▸ Materials provided
↓
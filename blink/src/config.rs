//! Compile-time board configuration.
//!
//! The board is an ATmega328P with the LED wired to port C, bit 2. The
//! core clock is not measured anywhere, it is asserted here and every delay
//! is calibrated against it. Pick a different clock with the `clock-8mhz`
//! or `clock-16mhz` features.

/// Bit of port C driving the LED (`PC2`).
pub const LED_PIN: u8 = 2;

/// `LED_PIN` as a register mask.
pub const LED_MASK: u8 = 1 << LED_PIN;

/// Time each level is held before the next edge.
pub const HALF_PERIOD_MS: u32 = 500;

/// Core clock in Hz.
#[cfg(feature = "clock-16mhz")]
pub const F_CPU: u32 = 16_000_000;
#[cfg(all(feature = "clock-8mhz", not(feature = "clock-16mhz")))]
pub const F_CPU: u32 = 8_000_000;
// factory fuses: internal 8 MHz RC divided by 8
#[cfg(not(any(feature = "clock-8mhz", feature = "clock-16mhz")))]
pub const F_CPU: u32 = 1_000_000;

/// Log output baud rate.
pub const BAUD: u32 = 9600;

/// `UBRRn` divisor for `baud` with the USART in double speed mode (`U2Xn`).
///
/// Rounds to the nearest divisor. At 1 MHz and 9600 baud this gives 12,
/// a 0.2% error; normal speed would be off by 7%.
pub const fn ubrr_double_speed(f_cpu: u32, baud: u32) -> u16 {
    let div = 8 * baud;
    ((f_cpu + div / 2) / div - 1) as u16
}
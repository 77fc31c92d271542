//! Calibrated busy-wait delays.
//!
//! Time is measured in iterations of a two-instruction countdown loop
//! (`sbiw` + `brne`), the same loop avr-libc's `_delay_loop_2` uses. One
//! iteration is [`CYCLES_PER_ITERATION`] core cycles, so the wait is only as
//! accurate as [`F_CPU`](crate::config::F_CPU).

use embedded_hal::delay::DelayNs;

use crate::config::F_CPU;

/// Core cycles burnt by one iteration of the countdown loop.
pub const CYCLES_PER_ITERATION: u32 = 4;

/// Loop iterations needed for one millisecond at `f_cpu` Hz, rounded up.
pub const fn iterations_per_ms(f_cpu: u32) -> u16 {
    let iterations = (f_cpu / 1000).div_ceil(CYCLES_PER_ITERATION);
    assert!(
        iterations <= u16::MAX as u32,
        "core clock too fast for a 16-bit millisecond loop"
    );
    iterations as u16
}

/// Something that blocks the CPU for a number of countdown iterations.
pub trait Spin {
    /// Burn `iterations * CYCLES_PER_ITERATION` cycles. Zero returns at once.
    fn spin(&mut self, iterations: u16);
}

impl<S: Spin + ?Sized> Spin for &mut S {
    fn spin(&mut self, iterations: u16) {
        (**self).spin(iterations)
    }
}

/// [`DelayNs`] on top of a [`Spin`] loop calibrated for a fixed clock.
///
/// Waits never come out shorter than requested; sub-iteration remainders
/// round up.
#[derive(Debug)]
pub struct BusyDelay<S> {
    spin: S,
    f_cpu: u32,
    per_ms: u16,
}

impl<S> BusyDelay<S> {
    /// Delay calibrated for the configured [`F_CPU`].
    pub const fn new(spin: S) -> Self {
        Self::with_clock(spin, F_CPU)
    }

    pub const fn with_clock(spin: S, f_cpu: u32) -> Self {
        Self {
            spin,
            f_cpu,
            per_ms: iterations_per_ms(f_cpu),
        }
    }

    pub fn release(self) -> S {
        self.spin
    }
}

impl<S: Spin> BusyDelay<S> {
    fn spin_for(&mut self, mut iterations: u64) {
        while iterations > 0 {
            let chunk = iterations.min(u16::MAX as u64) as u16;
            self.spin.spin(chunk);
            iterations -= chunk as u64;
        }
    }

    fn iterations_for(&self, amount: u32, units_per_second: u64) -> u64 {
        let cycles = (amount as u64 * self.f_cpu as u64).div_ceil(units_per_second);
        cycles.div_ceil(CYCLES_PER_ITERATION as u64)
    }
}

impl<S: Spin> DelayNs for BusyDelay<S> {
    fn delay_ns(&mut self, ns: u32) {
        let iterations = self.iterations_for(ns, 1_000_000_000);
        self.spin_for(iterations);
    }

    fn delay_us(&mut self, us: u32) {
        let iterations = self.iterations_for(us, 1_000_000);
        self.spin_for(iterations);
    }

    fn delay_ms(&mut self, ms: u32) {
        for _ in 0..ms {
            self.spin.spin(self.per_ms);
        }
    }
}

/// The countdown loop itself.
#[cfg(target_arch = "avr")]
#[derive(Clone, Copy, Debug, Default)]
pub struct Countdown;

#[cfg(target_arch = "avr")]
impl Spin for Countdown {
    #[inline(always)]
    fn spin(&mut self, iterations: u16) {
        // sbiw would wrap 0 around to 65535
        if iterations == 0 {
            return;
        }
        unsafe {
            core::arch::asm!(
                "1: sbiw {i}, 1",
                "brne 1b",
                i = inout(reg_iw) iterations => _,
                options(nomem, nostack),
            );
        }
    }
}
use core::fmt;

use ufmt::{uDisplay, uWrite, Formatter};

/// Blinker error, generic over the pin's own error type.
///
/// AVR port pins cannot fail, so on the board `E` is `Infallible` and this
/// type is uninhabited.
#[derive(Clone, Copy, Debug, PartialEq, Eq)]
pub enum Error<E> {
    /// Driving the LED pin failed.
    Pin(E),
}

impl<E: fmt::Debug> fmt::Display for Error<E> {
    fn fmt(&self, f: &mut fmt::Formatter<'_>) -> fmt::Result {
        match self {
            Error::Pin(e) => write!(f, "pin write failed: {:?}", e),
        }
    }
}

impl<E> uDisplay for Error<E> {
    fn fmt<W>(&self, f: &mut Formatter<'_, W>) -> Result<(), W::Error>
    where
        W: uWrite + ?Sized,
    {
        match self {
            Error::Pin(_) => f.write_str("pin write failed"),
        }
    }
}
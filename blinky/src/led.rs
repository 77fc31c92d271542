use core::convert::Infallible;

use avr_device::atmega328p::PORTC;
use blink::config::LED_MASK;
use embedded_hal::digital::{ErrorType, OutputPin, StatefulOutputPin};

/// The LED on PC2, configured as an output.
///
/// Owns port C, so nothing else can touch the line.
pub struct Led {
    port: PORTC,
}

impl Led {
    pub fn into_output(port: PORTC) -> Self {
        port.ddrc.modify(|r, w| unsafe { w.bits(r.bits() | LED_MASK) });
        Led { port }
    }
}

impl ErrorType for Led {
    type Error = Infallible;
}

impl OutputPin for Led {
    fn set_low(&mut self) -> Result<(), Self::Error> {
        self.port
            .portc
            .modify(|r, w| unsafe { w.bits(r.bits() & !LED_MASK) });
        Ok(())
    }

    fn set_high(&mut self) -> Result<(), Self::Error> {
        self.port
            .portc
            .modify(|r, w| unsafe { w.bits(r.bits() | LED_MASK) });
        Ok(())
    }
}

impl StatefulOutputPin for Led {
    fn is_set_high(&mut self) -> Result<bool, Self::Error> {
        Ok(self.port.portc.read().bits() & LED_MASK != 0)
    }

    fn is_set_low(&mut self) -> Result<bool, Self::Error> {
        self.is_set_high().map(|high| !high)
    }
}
↑
▸ Instructions for the task
Going through the records above line by line, tally those with the word "unsafe" and answer with the number only.

▸ Exercise solution
4